The resulting five interdependent recommendations focus on establishing a sustainable and high-quality program:
1. Align ABA Utilization with Clinical Evidence
- Flexible Service Limits: Implement service allocations up to 4,000 hours of comprehensive ABA per child, followed by targeted ABA therapy to manage long-term use.
- Caregiver Requirement: Mandate caregiver involvement to ensure ABA strategies are reinforced effectively in daily routines.
- Federal Compliance: Explicitly link the benefit to the EPSDT (Early and Periodic Screening, Diagnostic, and Treatment) federal Medicaid standard for children.
2. Ensure High-Quality Care and Optimal Outcomes
- Oversight: Establish precise BCBA-to-RBT supervision ratios and require accreditation for ABA therapy centers.
- Expansion: Implement a temporary moratorium on new sites while incentivizing providers to expand services into underserved, rural areas.
3. Establish Sustainable Rates
- Rate Adjustment: Adjust reimbursement rates for individual therapy to align spending within the agency’s appropriated budget.
- Group Therapy: Create rate modifiers to encourage group therapy when clinically appropriate.
- Incentives: Explore future quality incentive payments tied to measurable patient outcomes.
4. Strengthen Program Management and Oversight
- Dedicated Office: Create a dedicated ABA program office within FSSA to enhance supervision.
- Accountability: Strengthen auditing, documentation, and compliance monitoring to enforce provider accountability, particularly following a federal audit that identified $56.5 million in improper payments resulting from systemic documentation failures.

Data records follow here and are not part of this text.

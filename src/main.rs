use std::fs::File;
use std::io::{BufReader, Write};
use std::path::PathBuf;

use anyhow::{Context, Result};
use clap::Parser;
use tracing_subscriber::EnvFilter;

use gsi_digest_lib::replay::{
    summary_sidecar_path, write_replay_summary, ReplaySession, ReplaySettings,
    DEFAULT_MAX_BUFFERED_KILLS,
};
use gsi_digest_lib::{EventKind, GsiEngine, IdentityRegistry};

const LOG_ENV_VAR: &str = "GSI_LOG";

/// Replays recorded game-state snapshots and kill records (one JSON object
/// per line) through the event engine.
#[derive(Parser, Debug)]
#[command(name = "gsi-replay", version)]
struct Cli {
    /// NDJSON capture to replay
    input: PathBuf,

    /// JSON file with team and player identity extensions
    #[arg(long)]
    identity: Option<PathBuf>,

    /// Print every derived event (except `data`) as a JSON line
    #[arg(long)]
    events: bool,

    /// Write the summary next to the input instead of printing it
    #[arg(long)]
    write_summary: bool,

    /// Maximum number of kill events kept in the summary
    #[arg(long, default_value_t = DEFAULT_MAX_BUFFERED_KILLS)]
    max_kills: usize,
}

fn main() -> Result<()> {
    let filter = EnvFilter::try_from_env(LOG_ENV_VAR).unwrap_or_else(|_| EnvFilter::new("info"));
    tracing_subscriber::fmt()
        .with_env_filter(filter)
        .with_writer(std::io::stderr)
        .init();

    let cli = Cli::parse();

    let registry = match cli.identity.as_deref() {
        Some(path) => IdentityRegistry::load(path)
            .with_context(|| format!("loading identity file '{}'", path.display()))?,
        None => IdentityRegistry::default(),
    };

    let settings = ReplaySettings {
        max_buffered_kills: cli.max_kills,
    };
    let mut session = ReplaySession::new(GsiEngine::with_registry(registry), &settings);

    if cli.events {
        register_event_printer(session.engine_mut());
    }

    let file = File::open(&cli.input)
        .with_context(|| format!("opening capture '{}'", cli.input.display()))?;
    session
        .replay(BufReader::new(file), &cli.input)
        .context("replaying capture")?;

    let summary = session.summary(Some(&cli.input));
    tracing::info!(
        total_lines = summary.total_lines,
        snapshots = summary.snapshots,
        rejected_lines = summary.rejected_lines,
        "Replay finished"
    );

    if cli.write_summary {
        let sidecar_path = summary_sidecar_path(&cli.input);
        write_replay_summary(&sidecar_path, &summary)
            .with_context(|| format!("writing summary '{}'", sidecar_path.display()))?;
        tracing::info!(summary_path = %sidecar_path.display(), "Wrote replay summary");
    } else {
        let serialized = serde_json::to_string_pretty(&summary).context("serializing summary")?;
        println!("{serialized}");
    }

    Ok(())
}

fn register_event_printer(engine: &mut GsiEngine) {
    let printed_kinds = [
        EventKind::RoundEnd,
        EventKind::MatchEnd,
        EventKind::BombPlantStart,
        EventKind::BombPlant,
        EventKind::BombExplode,
        EventKind::BombDefuse,
        EventKind::DefuseStart,
        EventKind::DefuseStop,
        EventKind::Kill,
    ];

    for kind in printed_kinds {
        engine.on(kind, |event| {
            let line = serde_json::to_string(event)?;
            let mut stdout = std::io::stdout().lock();
            writeln!(stdout, "{line}")?;
            Ok(())
        });
    }
}
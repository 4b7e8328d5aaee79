mod dispatch;
mod engine;
mod error;
mod identity;
mod kill_feed;
mod model;
mod normalize;
mod raw;
pub mod replay;
mod site;
mod transitions;
mod vector;

pub use dispatch::{EventDispatcher, EventKind, GsiEvent, Listener, ListenerId};
pub use engine::GsiEngine;
pub use error::GsiError;
pub use identity::{IdentityRegistry, PlayerExtension, SideExtensions, TeamExtension};
pub use kill_feed::normalize_kill;
pub use model::{
    Bomb, BombState, GameState, KillEvent, MapPhase, MapState, Orientation, PhaseCountdowns,
    Player, PlayerState, RoundBombState, RoundPhase, RoundSummary, Score, Side, Team,
};
pub use normalize::{is_ct_on_left, normalize};
pub use raw::{
    Auth, Grenade, MatchStats, Provider, RawBomb, RawKill, RawKillActor, RawKillKeys, RawMap,
    RawObservedPlayer, RawPhaseCountdowns, RawPlayer, RawPlayerState, RawRoster, RawRound,
    RawSnapshot, RawTeam, Weapon,
};
pub use site::{resolve_site, Site};
pub use transitions::derive_events;
pub use vector::{parse_vector, Vec3};
use crate::dispatch::{EventDispatcher, EventKind, GsiEvent, ListenerId};
use crate::error::GsiError;
use crate::identity::{IdentityRegistry, PlayerExtension, SideExtensions};
use crate::kill_feed::normalize_kill;
use crate::model::{GameState, KillEvent};
use crate::normalize::normalize;
use crate::raw::{RawKill, RawSnapshot};
use crate::transitions::derive_events;

/// One tracked match: the last canonical state plus its listeners.
///
/// Calls are expected to be serialized by the caller; the engine does no
/// locking of its own. Independent engines share nothing.
#[derive(Debug, Default)]
pub struct GsiEngine {
    registry: IdentityRegistry,
    dispatcher: EventDispatcher,
    last: Option<GameState>,
    listener_failures: u64,
}

impl GsiEngine {
    pub fn new() -> Self {
        Self::default()
    }

    pub fn with_registry(registry: IdentityRegistry) -> Self {
        Self {
            registry,
            ..Self::default()
        }
    }

    /// Normalizes `raw` and feeds it through [`GsiEngine::digest_state`].
    ///
    /// `Ok(None)` means the snapshot was incomplete: nothing was emitted and
    /// the held state is unchanged. The same holds when an error is returned.
    pub fn digest(&mut self, raw: &RawSnapshot) -> Result<Option<&GameState>, GsiError> {
        let Some(state) = normalize(raw, &self.registry)? else {
            return Ok(None);
        };
        Ok(Some(self.digest_state(state)))
    }

    /// Emits the events for the step from the held state to `state`, then
    /// replaces the held state and emits `data`.
    pub fn digest_state(&mut self, state: GameState) -> &GameState {
        let events = match self.last.as_ref() {
            Some(held) => derive_events(held, &state),
            None => Vec::new(),
        };

        let mut failed = 0;
        for event in &events {
            log_transition(event);
            failed += self.dispatcher.dispatch(event);
        }

        let held = self.last.insert(state);
        failed += self.dispatcher.dispatch(&GsiEvent::Data(held));
        self.listener_failures = self.listener_failures.saturating_add(failed as u64);
        held
    }

    /// Resolves a kill-feed record against the held roster and emits `kill`.
    ///
    /// Returns `None` before the first complete snapshot or when the killer
    /// or victim is unknown. Never touches the held state.
    pub fn digest_kill(&mut self, raw: &RawKill) -> Option<KillEvent> {
        let Some(held) = self.last.as_ref() else {
            tracing::debug!("Dropping kill received before the first complete snapshot");
            return None;
        };

        let kill = normalize_kill(held, raw)?;
        let failed = self.dispatcher.dispatch(&GsiEvent::Kill(kill.clone()));
        self.listener_failures = self.listener_failures.saturating_add(failed as u64);
        Some(kill)
    }

    pub fn last(&self) -> Option<&GameState> {
        self.last.as_ref()
    }

    /// Listener calls that returned an error since the engine was created.
    pub fn listener_failures(&self) -> u64 {
        self.listener_failures
    }

    /// Forgets the held state so the next snapshot counts as the first one.
    pub fn reset(&mut self) {
        self.last = None;
    }

    pub fn on<F>(&mut self, kind: EventKind, listener: F) -> ListenerId
    where
        F: FnMut(&GsiEvent<'_>) -> anyhow::Result<()> + Send + 'static,
    {
        self.dispatcher.on(kind, listener)
    }

    pub fn remove_listener(&mut self, kind: EventKind, id: ListenerId) -> bool {
        self.dispatcher.remove_listener(kind, id)
    }

    pub fn remove_listeners(&mut self, kind: EventKind) -> bool {
        self.dispatcher.remove_listeners(kind)
    }

    pub fn registry(&self) -> &IdentityRegistry {
        &self.registry
    }

    pub fn set_registry(&mut self, registry: IdentityRegistry) {
        self.registry = registry;
    }

    pub fn set_teams(&mut self, teams: SideExtensions) {
        self.registry.set_teams(teams);
    }

    pub fn set_players(&mut self, players: Vec<PlayerExtension>) {
        self.registry.set_players(players);
    }
}

fn log_transition(event: &GsiEvent<'_>) {
    match event {
        GsiEvent::RoundEnd(score) | GsiEvent::MatchEnd(score) => {
            tracing::info!(
                event = %event.kind(),
                map = %score.map.name,
                winner = %score.winner.name,
                ct_score = score.map.team_ct.score,
                t_score = score.map.team_t.score,
                "Score transition"
            );
        }
        _ => tracing::debug!(event = %event.kind(), "Bomb transition"),
    }
}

- Transitions: Improve cooperation with schools to establish effective transition planning and coordinated care.
5. Support a Sustainable Ecosystem
- Commercial Coverage: Strengthen the state’s third-party liability (TPL) tracking to ensure commercial insurers are billed for appropriate ABA costs, and encourage them to reimburse ABA therapy at rates above the Medicaid rate.
The FSSA confirmed the implementation phase is now beginning, with the agency coordinating closely with all stakeholders to ensure a smooth transition.